:: RECORDS PROVIDED

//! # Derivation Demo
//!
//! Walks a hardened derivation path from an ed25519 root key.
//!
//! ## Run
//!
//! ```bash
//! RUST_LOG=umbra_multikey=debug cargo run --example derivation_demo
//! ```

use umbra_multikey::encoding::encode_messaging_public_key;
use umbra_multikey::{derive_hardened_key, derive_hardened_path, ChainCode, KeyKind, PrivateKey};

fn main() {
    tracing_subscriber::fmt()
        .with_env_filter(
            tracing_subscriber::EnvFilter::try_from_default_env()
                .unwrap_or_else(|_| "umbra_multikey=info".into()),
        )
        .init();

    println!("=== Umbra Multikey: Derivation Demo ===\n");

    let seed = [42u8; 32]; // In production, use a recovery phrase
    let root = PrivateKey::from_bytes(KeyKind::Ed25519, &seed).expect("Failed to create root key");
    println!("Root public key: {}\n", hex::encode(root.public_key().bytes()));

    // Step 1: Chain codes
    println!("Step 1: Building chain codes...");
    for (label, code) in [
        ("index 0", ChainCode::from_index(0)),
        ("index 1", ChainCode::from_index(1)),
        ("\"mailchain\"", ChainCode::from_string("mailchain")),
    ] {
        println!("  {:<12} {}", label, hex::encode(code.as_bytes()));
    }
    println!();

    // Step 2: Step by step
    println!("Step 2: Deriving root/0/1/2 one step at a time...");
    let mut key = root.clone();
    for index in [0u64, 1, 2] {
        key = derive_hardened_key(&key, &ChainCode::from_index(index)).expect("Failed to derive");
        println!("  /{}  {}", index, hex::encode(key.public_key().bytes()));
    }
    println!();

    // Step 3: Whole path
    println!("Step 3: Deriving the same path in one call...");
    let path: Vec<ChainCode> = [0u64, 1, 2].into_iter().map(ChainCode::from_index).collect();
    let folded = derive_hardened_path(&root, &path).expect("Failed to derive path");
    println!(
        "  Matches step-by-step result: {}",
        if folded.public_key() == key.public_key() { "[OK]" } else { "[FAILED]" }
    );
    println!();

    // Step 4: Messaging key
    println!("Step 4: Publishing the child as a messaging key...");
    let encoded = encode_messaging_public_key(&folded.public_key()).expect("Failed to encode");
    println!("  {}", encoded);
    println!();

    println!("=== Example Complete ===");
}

::::

### WHAT THE EXERCISE ASKS
Each line holding "root" in the records should be copied out.

### PROBLEM SOLUTION
//! Walks a hardened derivation path from an ed25519 root key.
    let root = PrivateKey::from_bytes(KeyKind::Ed25519, &seed).expect("Failed to create root key");
    println!("Root public key: {}\n", hex::encode(root.public_key().bytes()));
    println!("Step 2: Deriving root/0/1/2 one step at a time...");
    let mut key = root.clone();
    let folded = derive_hardened_path(&root, &path).expect("Failed to derive path");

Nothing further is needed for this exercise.